[[ Dataset records, beginning ]]

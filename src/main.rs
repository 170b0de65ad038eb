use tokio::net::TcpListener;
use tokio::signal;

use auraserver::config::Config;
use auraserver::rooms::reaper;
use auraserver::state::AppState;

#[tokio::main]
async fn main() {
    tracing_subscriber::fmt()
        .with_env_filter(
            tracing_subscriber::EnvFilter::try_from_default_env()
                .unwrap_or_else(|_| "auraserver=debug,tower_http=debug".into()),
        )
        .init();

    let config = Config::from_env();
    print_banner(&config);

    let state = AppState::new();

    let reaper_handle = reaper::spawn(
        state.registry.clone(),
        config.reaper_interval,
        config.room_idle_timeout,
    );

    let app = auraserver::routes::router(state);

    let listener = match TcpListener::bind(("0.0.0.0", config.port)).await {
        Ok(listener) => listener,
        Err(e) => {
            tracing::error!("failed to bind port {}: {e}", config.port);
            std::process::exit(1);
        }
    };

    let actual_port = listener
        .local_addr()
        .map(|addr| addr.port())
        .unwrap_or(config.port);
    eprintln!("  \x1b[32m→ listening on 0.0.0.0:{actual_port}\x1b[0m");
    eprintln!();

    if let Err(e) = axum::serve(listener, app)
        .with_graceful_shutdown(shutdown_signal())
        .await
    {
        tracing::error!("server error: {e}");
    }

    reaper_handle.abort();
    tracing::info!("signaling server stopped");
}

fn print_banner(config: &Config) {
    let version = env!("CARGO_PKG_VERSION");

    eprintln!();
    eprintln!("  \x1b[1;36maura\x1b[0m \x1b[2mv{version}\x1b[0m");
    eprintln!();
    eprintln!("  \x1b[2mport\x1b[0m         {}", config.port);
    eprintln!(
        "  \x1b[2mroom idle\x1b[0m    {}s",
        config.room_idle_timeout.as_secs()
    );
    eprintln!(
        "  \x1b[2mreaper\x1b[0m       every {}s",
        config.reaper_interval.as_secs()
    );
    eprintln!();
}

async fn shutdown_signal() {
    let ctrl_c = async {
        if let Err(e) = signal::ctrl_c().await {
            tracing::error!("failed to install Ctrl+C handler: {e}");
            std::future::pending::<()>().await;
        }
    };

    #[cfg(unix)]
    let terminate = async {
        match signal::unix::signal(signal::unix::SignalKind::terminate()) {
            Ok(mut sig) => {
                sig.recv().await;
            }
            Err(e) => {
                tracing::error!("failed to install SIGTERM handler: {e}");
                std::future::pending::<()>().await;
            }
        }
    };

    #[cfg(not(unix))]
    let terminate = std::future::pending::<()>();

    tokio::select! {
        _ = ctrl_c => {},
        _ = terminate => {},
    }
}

[[ Dataset records, end ]]
[[ Dataset records, beginning ]]

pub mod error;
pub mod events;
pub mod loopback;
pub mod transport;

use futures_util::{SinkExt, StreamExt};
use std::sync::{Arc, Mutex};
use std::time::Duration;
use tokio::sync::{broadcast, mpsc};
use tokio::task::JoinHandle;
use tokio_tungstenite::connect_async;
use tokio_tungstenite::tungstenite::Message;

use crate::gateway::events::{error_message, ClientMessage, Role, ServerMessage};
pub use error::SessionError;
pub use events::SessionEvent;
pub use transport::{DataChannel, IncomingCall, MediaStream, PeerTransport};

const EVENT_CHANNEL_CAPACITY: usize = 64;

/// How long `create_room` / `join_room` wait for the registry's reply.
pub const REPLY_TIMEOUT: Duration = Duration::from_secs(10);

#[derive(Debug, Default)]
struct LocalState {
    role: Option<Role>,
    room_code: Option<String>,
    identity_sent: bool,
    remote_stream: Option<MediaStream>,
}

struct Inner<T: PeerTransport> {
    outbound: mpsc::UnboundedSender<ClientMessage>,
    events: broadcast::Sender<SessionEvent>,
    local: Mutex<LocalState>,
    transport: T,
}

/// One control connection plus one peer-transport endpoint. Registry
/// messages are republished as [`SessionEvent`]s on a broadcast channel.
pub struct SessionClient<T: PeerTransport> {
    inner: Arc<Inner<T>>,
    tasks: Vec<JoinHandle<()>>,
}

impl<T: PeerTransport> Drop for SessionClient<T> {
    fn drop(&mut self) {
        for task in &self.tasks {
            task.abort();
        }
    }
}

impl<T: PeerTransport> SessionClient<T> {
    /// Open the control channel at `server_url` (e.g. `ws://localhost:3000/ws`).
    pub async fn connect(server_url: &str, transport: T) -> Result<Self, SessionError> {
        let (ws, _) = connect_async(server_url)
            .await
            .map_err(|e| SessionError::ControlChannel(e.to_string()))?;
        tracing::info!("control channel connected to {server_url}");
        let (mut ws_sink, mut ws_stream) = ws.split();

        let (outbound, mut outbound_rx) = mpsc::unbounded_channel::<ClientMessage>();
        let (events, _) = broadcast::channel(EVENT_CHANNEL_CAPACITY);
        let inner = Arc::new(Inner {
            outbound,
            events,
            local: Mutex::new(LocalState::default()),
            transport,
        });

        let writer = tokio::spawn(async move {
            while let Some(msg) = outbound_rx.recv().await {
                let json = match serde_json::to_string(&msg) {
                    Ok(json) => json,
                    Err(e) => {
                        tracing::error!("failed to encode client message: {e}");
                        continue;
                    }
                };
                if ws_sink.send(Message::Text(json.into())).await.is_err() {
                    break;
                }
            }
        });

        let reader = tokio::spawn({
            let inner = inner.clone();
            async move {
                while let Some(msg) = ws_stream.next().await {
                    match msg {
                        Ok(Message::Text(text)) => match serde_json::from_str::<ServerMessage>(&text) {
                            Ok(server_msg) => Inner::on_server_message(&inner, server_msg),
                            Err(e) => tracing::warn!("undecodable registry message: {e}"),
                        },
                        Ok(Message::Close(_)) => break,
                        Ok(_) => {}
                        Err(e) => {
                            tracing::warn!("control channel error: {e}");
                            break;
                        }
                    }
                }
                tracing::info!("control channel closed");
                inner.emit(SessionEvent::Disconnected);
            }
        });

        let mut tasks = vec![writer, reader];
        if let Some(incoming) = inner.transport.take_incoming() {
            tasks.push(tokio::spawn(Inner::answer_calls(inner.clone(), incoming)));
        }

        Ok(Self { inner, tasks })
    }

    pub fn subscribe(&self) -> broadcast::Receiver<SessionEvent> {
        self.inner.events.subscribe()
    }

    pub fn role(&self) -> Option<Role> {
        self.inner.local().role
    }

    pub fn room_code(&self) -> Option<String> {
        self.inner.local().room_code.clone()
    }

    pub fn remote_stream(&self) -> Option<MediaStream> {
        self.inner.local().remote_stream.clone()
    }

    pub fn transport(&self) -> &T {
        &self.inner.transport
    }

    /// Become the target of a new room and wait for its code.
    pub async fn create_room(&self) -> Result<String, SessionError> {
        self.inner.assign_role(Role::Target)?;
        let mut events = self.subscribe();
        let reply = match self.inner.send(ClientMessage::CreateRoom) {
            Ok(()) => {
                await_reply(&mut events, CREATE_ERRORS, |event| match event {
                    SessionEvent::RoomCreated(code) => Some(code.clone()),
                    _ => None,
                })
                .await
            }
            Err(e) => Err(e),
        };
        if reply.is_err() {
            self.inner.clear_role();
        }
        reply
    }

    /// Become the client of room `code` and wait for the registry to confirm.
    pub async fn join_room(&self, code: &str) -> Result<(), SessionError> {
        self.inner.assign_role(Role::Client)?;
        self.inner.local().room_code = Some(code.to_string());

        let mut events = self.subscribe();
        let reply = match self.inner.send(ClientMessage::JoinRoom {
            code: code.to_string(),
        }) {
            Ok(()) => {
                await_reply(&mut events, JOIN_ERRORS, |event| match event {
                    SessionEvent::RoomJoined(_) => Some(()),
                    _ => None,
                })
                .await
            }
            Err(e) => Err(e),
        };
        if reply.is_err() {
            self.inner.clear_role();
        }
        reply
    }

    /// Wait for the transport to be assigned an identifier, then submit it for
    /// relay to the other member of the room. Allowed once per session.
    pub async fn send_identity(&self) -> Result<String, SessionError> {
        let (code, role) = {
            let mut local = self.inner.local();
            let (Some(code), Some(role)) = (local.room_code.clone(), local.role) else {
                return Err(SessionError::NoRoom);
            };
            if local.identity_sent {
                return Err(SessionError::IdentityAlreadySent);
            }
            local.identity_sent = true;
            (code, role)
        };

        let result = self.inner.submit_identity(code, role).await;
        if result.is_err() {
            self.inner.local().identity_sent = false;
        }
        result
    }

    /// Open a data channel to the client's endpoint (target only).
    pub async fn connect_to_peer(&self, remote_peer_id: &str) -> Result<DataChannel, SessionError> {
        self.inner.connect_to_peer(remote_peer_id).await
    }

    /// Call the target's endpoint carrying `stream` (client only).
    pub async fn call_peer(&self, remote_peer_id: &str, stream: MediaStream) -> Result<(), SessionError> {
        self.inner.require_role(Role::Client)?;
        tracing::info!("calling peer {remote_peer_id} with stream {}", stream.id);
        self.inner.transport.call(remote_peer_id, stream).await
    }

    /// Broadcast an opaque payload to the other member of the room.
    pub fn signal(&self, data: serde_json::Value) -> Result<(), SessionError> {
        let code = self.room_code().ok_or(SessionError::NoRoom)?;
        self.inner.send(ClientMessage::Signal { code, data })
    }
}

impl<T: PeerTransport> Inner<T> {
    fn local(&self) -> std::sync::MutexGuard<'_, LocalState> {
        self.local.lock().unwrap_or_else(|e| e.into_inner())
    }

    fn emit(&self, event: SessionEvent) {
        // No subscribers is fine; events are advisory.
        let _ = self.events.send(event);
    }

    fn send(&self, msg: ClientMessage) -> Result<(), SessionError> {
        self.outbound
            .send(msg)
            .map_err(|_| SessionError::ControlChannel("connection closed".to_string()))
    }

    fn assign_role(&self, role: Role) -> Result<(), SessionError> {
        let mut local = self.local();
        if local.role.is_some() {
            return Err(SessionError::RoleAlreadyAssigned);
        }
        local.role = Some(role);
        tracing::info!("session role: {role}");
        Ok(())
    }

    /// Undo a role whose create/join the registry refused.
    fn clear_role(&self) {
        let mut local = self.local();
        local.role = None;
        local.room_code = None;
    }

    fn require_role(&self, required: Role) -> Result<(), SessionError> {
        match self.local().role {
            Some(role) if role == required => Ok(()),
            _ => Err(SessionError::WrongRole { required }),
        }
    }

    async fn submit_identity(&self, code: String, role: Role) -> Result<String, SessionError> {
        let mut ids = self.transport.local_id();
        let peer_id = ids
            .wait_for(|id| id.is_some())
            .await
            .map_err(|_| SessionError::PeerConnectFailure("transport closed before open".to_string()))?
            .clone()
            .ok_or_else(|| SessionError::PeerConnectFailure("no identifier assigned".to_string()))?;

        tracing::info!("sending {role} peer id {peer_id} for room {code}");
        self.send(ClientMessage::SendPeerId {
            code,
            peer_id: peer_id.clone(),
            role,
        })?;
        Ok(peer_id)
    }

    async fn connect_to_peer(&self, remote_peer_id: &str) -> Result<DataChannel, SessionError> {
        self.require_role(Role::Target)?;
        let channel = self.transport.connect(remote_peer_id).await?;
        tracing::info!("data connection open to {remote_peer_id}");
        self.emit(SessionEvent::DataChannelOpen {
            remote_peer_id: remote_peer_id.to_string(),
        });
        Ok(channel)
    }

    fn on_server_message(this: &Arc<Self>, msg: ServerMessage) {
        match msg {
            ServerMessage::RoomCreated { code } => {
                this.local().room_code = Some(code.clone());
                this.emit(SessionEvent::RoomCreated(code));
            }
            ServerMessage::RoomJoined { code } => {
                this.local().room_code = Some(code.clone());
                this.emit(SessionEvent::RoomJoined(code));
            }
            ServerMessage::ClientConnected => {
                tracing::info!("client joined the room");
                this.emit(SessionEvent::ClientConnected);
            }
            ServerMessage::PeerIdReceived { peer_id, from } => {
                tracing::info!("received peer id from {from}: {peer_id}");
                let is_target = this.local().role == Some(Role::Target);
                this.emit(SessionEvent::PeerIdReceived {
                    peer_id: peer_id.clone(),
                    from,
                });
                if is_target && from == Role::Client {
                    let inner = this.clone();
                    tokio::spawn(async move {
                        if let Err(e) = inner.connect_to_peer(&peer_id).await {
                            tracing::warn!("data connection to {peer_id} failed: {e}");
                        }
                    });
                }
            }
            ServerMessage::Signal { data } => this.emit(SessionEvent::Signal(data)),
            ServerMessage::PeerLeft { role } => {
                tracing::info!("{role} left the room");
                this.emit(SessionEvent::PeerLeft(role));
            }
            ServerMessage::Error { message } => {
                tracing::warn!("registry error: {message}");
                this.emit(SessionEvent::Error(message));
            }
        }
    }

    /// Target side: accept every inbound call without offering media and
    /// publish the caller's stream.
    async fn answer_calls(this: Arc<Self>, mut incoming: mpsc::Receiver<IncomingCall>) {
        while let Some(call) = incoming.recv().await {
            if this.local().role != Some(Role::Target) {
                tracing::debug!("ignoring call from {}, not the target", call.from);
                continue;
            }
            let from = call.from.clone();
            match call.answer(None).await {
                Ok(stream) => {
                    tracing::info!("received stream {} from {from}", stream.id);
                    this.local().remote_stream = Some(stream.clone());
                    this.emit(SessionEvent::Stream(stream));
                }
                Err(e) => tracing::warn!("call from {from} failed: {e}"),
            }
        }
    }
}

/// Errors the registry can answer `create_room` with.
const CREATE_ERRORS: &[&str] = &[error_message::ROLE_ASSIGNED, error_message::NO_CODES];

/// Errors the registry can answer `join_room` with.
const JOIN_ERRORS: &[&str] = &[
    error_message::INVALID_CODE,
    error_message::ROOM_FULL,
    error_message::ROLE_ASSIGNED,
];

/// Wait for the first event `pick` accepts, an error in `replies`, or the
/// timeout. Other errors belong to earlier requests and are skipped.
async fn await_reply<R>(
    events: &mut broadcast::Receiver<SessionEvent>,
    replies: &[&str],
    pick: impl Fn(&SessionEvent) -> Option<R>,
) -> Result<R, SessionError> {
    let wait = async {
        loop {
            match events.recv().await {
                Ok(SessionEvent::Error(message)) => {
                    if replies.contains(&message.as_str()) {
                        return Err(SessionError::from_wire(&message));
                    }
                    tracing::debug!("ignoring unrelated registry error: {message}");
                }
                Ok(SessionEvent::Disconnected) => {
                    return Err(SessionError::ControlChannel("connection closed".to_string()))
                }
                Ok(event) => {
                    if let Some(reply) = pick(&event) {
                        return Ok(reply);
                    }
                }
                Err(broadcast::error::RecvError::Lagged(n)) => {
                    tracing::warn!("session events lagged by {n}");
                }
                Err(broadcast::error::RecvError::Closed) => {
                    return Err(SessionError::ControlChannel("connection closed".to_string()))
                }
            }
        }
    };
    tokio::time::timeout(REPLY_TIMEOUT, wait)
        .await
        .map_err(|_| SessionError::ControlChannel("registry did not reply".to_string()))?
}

[[ Dataset records, end ]]

• Assignment: For this exercise, repeat exactly the lines of the data above from the one with "filename src/main.rs" down to the one with "tracing_subscriber::fmt()", both end lines included.

• Problem solution:
filename src/main.rs
repository 170b0de65ad038eb
use tokio::net::TcpListener;
use tokio::signal;

use auraserver::config::Config;
use auraserver::rooms::reaper;
use auraserver::state::AppState;

#[tokio::main]
async fn main() {
    tracing_subscriber::fmt()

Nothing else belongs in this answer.